Architecture Overview
The Multi-Model Router pattern replaces a single LLM with a routing layer that dispatches requests to the most appropriate model. Not every request needs the most powerful (and expensive) model. A simple greeting can go to a tiny model; a complex legal analysis needs a frontier model. The router classifies incoming requests and selects the optimal model for each.

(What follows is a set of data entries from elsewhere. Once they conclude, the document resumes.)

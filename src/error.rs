//! Typed errors for the sync pipeline and its collaborators.

use thiserror::Error;

/// Errors from the channel transport.
#[derive(Debug, Error)]
pub enum ChannelError {
    #[error("HTTP error: {0}")]
    Http(#[from] reqwest::Error),

    #[error("channel gateway returned HTTP {status}: {body}")]
    Status { status: u16, body: String },

    #[error("channel not found: {0}")]
    NotFound(String),

    #[error("{0}")]
    Other(String),
}

/// Errors from object storage backends.
#[derive(Debug, Error)]
pub enum StorageError {
    #[error("I/O error: {0}")]
    Io(#[from] std::io::Error),

    #[error("HTTP error: {0}")]
    Http(#[from] reqwest::Error),

    #[error("storage request failed (HTTP {status}) for '{path}'")]
    Status { status: u16, path: String },

    #[error("invalid storage path: {0}")]
    InvalidPath(String),

    #[error("missing credentials: {0}")]
    Credentials(String),
}

/// Run-level failures of a sync procedure.
#[derive(Debug, Error)]
pub enum SyncError {
    /// Too many listings looked deleted at once. Nothing was mutated.
    #[error(
        "deletion aborted by safety guard: {missing} of {total} listings reported missing; \
         check channel access and permissions"
    )]
    DeletionGuardTripped { missing: usize, total: usize },

    #[error("channel error: {0}")]
    Channel(#[from] ChannelError),

    #[error("catalog error: {0}")]
    Catalog(#[from] sqlx::Error),
}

This is fundamentally a cost optimization architecture. In production, 60-80% of requests are simple enough for small, fast models. By routing those away from expensive models, you can dramatically reduce costs while maintaining quality for the requests that truly need it.
When to Use
- High-volume applications where LLM costs are a primary concern
- Products serving diverse request types (simple FAQ to complex analysis)
- Latency-sensitive applications where fast responses matter for simple queries
- Multi-provider strategies for redundancy and best-of-breed selection
- Gradual model migration (test new models on a subset of traffic)
Complexity Level
Moderate. The routing logic itself is straightforward, but building a good classifier and managing multiple model integrations adds operational complexity. The real challenge is defining "complexity" in a way that reliably predicts which model will produce an acceptable response.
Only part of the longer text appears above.